-- Data for analysis --
★ ★ ★ ★

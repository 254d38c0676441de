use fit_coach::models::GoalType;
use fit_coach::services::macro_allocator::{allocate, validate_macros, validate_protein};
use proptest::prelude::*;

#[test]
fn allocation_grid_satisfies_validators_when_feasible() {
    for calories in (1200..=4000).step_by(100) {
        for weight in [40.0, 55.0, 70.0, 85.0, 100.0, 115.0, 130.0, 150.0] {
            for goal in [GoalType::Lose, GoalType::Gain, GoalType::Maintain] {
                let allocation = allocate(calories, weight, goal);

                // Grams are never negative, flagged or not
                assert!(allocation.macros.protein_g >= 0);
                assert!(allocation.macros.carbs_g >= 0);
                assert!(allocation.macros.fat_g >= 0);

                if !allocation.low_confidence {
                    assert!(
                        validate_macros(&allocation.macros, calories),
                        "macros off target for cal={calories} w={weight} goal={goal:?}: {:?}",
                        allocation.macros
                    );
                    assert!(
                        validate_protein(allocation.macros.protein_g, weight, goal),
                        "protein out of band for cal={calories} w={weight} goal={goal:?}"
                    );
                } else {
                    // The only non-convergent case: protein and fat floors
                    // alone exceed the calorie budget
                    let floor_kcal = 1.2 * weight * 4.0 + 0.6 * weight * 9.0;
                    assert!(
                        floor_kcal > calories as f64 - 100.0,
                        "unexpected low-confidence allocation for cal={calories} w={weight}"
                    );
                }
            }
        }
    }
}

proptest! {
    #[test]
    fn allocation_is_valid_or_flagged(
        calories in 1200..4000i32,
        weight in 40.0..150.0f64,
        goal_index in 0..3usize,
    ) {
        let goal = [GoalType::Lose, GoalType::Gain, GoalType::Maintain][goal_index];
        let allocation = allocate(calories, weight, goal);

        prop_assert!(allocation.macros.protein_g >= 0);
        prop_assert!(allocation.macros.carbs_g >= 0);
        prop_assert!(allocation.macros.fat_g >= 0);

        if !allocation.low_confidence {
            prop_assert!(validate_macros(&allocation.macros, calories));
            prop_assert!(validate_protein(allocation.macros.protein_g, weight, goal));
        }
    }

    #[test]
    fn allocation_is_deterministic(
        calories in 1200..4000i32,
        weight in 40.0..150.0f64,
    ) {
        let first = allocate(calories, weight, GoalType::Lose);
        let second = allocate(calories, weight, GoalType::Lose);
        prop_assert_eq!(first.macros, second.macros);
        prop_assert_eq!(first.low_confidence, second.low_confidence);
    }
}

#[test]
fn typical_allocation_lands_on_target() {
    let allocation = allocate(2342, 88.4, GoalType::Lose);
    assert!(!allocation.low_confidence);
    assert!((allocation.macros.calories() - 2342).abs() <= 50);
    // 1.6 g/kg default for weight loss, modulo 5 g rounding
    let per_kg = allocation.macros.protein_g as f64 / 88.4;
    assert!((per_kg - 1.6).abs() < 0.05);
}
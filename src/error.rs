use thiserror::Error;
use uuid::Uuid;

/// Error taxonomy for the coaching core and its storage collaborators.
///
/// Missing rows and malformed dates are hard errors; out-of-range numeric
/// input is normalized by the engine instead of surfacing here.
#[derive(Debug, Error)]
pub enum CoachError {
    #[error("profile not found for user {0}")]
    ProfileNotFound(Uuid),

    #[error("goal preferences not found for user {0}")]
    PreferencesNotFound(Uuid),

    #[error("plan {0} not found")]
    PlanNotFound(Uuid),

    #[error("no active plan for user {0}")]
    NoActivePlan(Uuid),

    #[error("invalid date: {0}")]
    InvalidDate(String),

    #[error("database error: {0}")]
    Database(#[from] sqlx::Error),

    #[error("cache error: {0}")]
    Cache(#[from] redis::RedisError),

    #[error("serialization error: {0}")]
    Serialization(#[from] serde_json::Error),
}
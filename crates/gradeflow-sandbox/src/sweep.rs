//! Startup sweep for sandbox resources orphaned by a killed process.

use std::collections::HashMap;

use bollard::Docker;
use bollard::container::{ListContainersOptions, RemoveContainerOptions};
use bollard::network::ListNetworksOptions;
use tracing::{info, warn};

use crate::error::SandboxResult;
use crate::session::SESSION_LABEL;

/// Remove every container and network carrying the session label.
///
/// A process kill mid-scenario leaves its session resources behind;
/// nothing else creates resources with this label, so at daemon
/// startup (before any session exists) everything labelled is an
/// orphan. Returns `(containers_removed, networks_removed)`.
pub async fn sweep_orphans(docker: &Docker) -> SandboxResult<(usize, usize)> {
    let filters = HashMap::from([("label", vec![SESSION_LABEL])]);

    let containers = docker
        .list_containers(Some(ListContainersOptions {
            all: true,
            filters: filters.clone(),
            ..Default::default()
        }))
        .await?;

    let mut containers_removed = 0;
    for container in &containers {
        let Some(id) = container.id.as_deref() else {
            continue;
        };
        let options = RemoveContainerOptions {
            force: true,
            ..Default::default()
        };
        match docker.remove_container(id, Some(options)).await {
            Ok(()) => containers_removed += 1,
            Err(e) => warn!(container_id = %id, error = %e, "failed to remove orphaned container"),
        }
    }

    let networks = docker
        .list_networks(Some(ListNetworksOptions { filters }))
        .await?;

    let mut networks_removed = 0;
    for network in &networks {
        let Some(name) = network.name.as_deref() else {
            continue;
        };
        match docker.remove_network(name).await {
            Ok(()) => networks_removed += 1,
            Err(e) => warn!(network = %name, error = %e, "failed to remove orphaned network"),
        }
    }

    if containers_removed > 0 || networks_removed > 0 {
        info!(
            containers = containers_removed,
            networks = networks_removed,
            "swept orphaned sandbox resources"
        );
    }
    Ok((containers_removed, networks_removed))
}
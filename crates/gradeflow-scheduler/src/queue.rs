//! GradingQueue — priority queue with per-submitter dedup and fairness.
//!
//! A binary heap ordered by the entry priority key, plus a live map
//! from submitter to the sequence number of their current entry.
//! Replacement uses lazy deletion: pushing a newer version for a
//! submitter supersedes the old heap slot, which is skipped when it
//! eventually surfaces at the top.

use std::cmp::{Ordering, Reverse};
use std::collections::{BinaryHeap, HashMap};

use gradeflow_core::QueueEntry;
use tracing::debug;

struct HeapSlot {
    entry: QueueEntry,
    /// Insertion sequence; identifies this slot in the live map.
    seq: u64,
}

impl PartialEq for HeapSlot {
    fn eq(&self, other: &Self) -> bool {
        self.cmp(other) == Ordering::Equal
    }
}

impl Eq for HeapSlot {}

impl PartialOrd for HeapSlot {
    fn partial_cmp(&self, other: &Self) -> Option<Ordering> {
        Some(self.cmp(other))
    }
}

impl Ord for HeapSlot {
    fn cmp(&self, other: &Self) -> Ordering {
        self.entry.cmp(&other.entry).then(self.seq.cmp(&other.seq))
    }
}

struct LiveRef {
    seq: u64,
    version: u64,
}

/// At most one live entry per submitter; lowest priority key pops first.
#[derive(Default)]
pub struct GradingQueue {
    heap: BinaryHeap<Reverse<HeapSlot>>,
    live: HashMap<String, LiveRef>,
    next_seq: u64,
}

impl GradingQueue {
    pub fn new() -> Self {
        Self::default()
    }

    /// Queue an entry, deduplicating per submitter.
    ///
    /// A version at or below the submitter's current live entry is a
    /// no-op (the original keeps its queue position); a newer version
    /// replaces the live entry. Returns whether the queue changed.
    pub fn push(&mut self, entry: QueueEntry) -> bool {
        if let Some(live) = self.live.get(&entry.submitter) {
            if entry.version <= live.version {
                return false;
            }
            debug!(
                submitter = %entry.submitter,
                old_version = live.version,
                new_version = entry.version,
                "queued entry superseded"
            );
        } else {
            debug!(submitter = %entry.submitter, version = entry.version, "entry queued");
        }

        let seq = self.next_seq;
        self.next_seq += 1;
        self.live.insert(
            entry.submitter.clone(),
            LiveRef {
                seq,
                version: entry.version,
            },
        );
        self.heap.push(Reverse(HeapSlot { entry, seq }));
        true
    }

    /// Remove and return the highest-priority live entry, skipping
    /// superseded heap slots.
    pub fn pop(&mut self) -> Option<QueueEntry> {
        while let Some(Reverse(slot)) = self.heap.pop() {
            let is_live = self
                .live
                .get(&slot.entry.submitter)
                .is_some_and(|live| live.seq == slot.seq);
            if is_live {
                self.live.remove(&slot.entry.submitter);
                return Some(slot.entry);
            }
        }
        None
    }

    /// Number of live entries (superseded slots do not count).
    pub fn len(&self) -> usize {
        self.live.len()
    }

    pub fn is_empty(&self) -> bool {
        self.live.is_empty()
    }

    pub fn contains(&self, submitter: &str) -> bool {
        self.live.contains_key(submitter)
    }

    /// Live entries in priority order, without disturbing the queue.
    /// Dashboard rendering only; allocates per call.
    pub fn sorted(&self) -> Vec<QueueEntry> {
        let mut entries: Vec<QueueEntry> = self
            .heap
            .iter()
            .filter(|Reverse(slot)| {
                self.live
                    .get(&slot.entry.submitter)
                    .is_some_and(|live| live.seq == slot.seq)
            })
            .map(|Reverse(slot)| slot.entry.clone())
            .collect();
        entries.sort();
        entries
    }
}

★ ★ ★ ★

Copy out each line carrying the string "Maintain" from the data.

            for goal in [GoalType::Lose, GoalType::Gain, GoalType::Maintain] {
        let goal = [GoalType::Lose, GoalType::Gain, GoalType::Maintain][goal_index];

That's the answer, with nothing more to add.